New Method Of Feature Selection For Persian Text Mining Based On Evolutionary Algorithms

akram roshdi


Today, with the increasingly growing volume of text information, text classification methods seem to be essential. Also, increase in the volume of Persian text resources adds to the importance of this issue. However, classification works which have been especially done in Persian are not still as extensive as those of Latin, Chinese, etc. In this paper, a system for Persian text classification is presented. This system is able to improve the standards of accuracy, retrieval and total efficiency. To achieve this goal, in this system, after texts preprocessing and feature extraction, a new improved method of feature selection based on Particle Swarm Optimization algorithm (PSO) is innovated for reducing dimension of feature vector. Eventually, the classification methods are applied in the reduced feature vector.
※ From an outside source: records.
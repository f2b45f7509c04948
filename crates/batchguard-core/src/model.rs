use chrono::{DateTime, Duration, NaiveDate, Utc};
use serde::{Deserialize, Serialize};
use std::fmt;

/// Identity assigned by the audit store when an attempt is registered.
#[derive(Debug, Clone, Copy, PartialEq, Eq, Hash, Serialize, Deserialize)]
pub struct RecordId(pub i64);

impl fmt::Display for RecordId {
    fn fmt(&self, f: &mut fmt::Formatter<'_>) -> fmt::Result {
        write!(f, "{}", self.0)
    }
}

/// Business date a run applies to, independent of wall-clock time.
#[derive(Debug, Clone, Copy, PartialEq, Eq, PartialOrd, Ord, Hash, Serialize, Deserialize)]
pub struct ReferenceDate(pub NaiveDate);

impl ReferenceDate {
    pub const FORMAT: &'static str = "%Y-%m-%d";

    /// Parse a strict `YYYY-MM-DD` date.
    pub fn parse(value: &str) -> Option<Self> {
        let value = value.trim();
        // chrono accepts unpadded fields, the CLI contract does not
        if value.len() != 10 {
            return None;
        }
        NaiveDate::parse_from_str(value, Self::FORMAT).ok().map(Self)
    }

    /// The day before `today`.
    pub fn previous_day(today: NaiveDate) -> Self {
        Self(today - Duration::days(1))
    }

    pub fn date(&self) -> NaiveDate {
        self.0
    }
}

impl fmt::Display for ReferenceDate {
    fn fmt(&self, f: &mut fmt::Formatter<'_>) -> fmt::Result {
        write!(f, "{}", self.0.format(Self::FORMAT))
    }
}

/// (server address, database name) pair identifying the target system.
#[derive(Debug, Clone, PartialEq, Eq, Hash, Serialize, Deserialize)]
pub struct IssuerIdentity {
    pub server: String,
    pub database: String,
}

impl IssuerIdentity {
    pub fn new(server: impl Into<String>, database: impl Into<String>) -> Self {
        Self {
            server: server.into(),
            database: database.into(),
        }
    }
}

impl fmt::Display for IssuerIdentity {
    fn fmt(&self, f: &mut fmt::Formatter<'_>) -> fmt::Result {
        write!(f, "{}/{}", self.server, self.database)
    }
}

#[derive(Debug, Clone, Copy, PartialEq, Eq, Hash, Serialize, Deserialize)]
#[repr(i16)]
pub enum ExecutionStatus {
    Registered = 1,
    Succeeded = 2,
    Failed = 3,
}

impl ExecutionStatus {
    pub fn code(self) -> i16 {
        self as i16
    }
}

impl TryFrom<i16> for ExecutionStatus {
    type Error = i16;

    fn try_from(value: i16) -> std::result::Result<Self, Self::Error> {
        match value {
            1 => Ok(ExecutionStatus::Registered),
            2 => Ok(ExecutionStatus::Succeeded),
            3 => Ok(ExecutionStatus::Failed),
            other => Err(other),
        }
    }
}

impl fmt::Display for ExecutionStatus {
    fn fmt(&self, f: &mut fmt::Formatter<'_>) -> fmt::Result {
        match self {
            ExecutionStatus::Registered => write!(f, "registered"),
            ExecutionStatus::Succeeded => write!(f, "succeeded"),
            ExecutionStatus::Failed => write!(f, "failed"),
        }
    }
}

/// One row per invocation attempt in the audit store.
#[derive(Debug, Clone, PartialEq, Eq, Serialize, Deserialize)]
pub struct ExecutionRecord {
    pub id: RecordId,
    pub reference_date: ReferenceDate,
    pub issuer: IssuerIdentity,
    pub routine_name: String,
    pub started_at: DateTime<Utc>,
    pub finished_at: Option<DateTime<Utc>>,
    pub error_message: Option<String>,
    pub status: ExecutionStatus,
}

/// Values supplied when registering a new attempt. Timestamps come from the
/// audit store's clock.
#[derive(Debug, Clone, PartialEq, Eq)]
pub struct NewExecution {
    pub reference_date: ReferenceDate,
    pub issuer: IssuerIdentity,
    pub routine_name: String,
}

#[derive(Debug, Clone, Copy, PartialEq, Eq, Serialize, Deserialize)]
pub enum MovementType {
    Weekend,
    BusinessDay,
    Holiday,
    /// The control table held something outside the known range.
    Unknown(Option<i32>),
}

impl MovementType {
    pub fn from_raw(raw: Option<i32>) -> Self {
        match raw {
            Some(0) => MovementType::Weekend,
            Some(1) => MovementType::BusinessDay,
            Some(2) => MovementType::Holiday,
            other => MovementType::Unknown(other),
        }
    }
}

/// Control-table row for a reference date, read from the issuer store.
#[derive(Debug, Clone, PartialEq, Eq, Serialize, Deserialize)]
pub struct BatchControlRecord {
    pub reference_date: ReferenceDate,
    pub completed_at: Option<DateTime<Utc>>,
    pub movement_type: Option<i32>,
}

impl BatchControlRecord {
    pub fn movement(&self) -> MovementType {
        MovementType::from_raw(self.movement_type)
    }
}

/// A routine scheduled by the external batch service.
#[derive(Debug, Clone, PartialEq, Eq, Serialize, Deserialize)]
pub struct BatchCatalogEntry {
    pub routine_name: String,
    pub execution_order: i32,
}

#[derive(Debug, Clone, PartialEq, Eq, Serialize, Deserialize)]
pub struct SubProcessStatus {
    pub process_id: i32,
    pub routine_name: Option<String>,
    pub completion_flag: i32,
}

impl SubProcessStatus {
    pub const PENDING: i32 = 0;
    pub const RUNNING: i32 = 1;

    pub fn is_unfinished(&self) -> bool {
        matches!(self.completion_flag, Self::PENDING | Self::RUNNING)
    }
}

/// Arguments passed to the remote routine.
#[derive(Debug, Clone, Copy, PartialEq, Eq)]
pub enum RoutineArgs {
    None,
    ReferenceDate(ReferenceDate),
}

/// Lock-contention preference requested for the invocation.
#[derive(Debug, Clone, Copy, PartialEq, Eq, Default)]
pub enum DeadlockPriority {
    Normal,
    /// Ordinary contenders should be chosen as the deadlock victim first.
    #[default]
    High,
}

#[derive(Debug, Clone, PartialEq, Eq)]
pub struct RoutineCall {
    pub routine: String,
    pub args: RoutineArgs,
    pub priority: DeadlockPriority,
}

impl RoutineCall {
    pub fn new(routine: impl Into<String>, args: RoutineArgs) -> Self {
        Self {
            routine: routine.into(),
            args,
            priority: DeadlockPriority::High,
        }
    }
}

/// Non-fatal message emitted by the issuer while a routine runs.
#[derive(Debug, Clone, PartialEq, Eq)]
pub struct DiagnosticMessage {
    pub server: String,
    pub severity: String,
    pub state: String,
    pub routine: Option<String>,
    pub line: Option<u32>,
    pub text: String,
}

#[cfg(test)]
mod tests {
    use super::*;

    #[test]
    fn test_reference_date_parse_is_strict() {
        assert_eq!(
            ReferenceDate::parse("2024-03-01"),
            Some(ReferenceDate(NaiveDate::from_ymd_opt(2024, 3, 1).unwrap()))
        );
        assert!(ReferenceDate::parse("2024-3-1").is_none());
        assert!(ReferenceDate::parse("01/03/2024").is_none());
        assert!(ReferenceDate::parse("2024-02-30").is_none());
        assert!(ReferenceDate::parse("").is_none());
    }

    #[test]
    fn test_previous_day_crosses_month() {
        let today = NaiveDate::from_ymd_opt(2024, 3, 1).unwrap();
        assert_eq!(ReferenceDate::previous_day(today).to_string(), "2024-02-29");
    }

    #[test]
    fn test_status_codes() {
        assert_eq!(ExecutionStatus::Registered.code(), 1);
        assert_eq!(ExecutionStatus::Succeeded.code(), 2);
        assert_eq!(ExecutionStatus::Failed.code(), 3);
        assert_eq!(ExecutionStatus::try_from(2), Ok(ExecutionStatus::Succeeded));
        assert_eq!(ExecutionStatus::try_from(7), Err(7));
    }

    #[test]
    fn test_movement_type_from_raw() {
        assert_eq!(MovementType::from_raw(Some(0)), MovementType::Weekend);
        assert_eq!(MovementType::from_raw(Some(1)), MovementType::BusinessDay);
        assert_eq!(MovementType::from_raw(Some(2)), MovementType::Holiday);
        assert_eq!(MovementType::from_raw(Some(5)), MovementType::Unknown(Some(5)));
        assert_eq!(MovementType::from_raw(None), MovementType::Unknown(None));
    }

    #[test]
    fn test_sub_process_unfinished() {
        let mut status = SubProcessStatus {
            process_id: 7,
            routine_name: Some("LOAD_RATES".to_string()),
            completion_flag: SubProcessStatus::RUNNING,
        };
        assert!(status.is_unfinished());
        status.completion_flag = 2;
        assert!(!status.is_unfinished());
        status.completion_flag = 9;
        assert!(!status.is_unfinished());
    }
}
To evaluate feature selection methods in the proposed classification system, classifiers of support vector machine (SVM), Naive Bayes, K nearest neighbor (KNN) and Decision Tree are employed. Results of the tests obtained from the implementation of the proposed system on a set of Hamshahri texts indicated its improved precision, recall, and overall efficiency. Also, SVM classification method had better performance in this paper.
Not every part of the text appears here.